REQUIRED WORK - All lines in the data bearing the string "message" should be identified and copied.
········
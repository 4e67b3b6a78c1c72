//! Configuration errors.

use thiserror::Error;

#[derive(Debug, Error)]
pub enum ConfigError {
    #[error("Config file not found: {0}")]
    NotFound(String),

    #[error("Invalid value for {field}: {message}")]
    InvalidValue { field: String, message: String },

    /// A validator warning raised while warnings are treated as errors.
    #[error("Rejected {field} under strict validation: {message}")]
    StrictWarning { field: String, message: String },

    #[error("Environment variable not set: {0}")]
    EnvVarNotSet(String),

    #[error("IO error: {0}")]
    Io(#[from] std::io::Error),

    #[error("TOML parse error: {0}")]
    TomlParse(#[from] toml::de::Error),
}

#[cfg(test)]
mod tests {
    use super::*;

    #[test]
    fn test_not_found_error() {
        let err = ConfigError::NotFound("chaant.toml".to_string());
        assert!(err.to_string().contains("chaant.toml"));
        assert!(err.to_string().contains("not found"));
    }

    #[test]
    fn test_invalid_value_error() {
        let err = ConfigError::InvalidValue {
            field: "collective.max_votes".to_string(),
            message: "must be positive".to_string(),
        };
        let display = err.to_string();
        assert!(display.contains("collective.max_votes"));
        assert!(display.contains("must be positive"));
    }

    #[test]
    fn test_env_var_not_set_error() {
        let err = ConfigError::EnvVarNotSet("CHAANT_PORT".to_string());
        assert!(err.to_string().contains("CHAANT_PORT"));
        assert!(err.to_string().contains("not set"));
    }

    #[test]
    fn test_strict_warning_error() {
        let err = ConfigError::StrictWarning {
            field: "agent.reload_retries".to_string(),
            message: "more than 3 reloads per move may forfeit games on time".to_string(),
        };
        let display = err.to_string();
        assert!(display.starts_with("Rejected agent.reload_retries under strict validation"));
        assert!(display.contains("forfeit games on time"));
    }

    #[test]
    fn test_toml_parse_error_from() {
        let parse = toml::from_str::<toml::Value>("[collective\nmax_votes = 10").unwrap_err();
        let err = ConfigError::from(parse);
        assert!(err.to_string().starts_with("TOML parse error"));
    }

    #[test]
    fn test_io_error_from() {
        let io_err = std::io::Error::new(std::io::ErrorKind::PermissionDenied, "~/.chaant");
        let err = ConfigError::from(io_err);
        assert!(err.to_string().contains("~/.chaant"));
    }
}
········
WRITTEN SOLUTION -
    #[error("Invalid value for {field}: {message}")]
    InvalidValue { field: String, message: String },
    #[error("Rejected {field} under strict validation: {message}")]
    StrictWarning { field: String, message: String },
            message: "must be positive".to_string(),
            message: "more than 3 reloads per move may forfeit games on time".to_string(),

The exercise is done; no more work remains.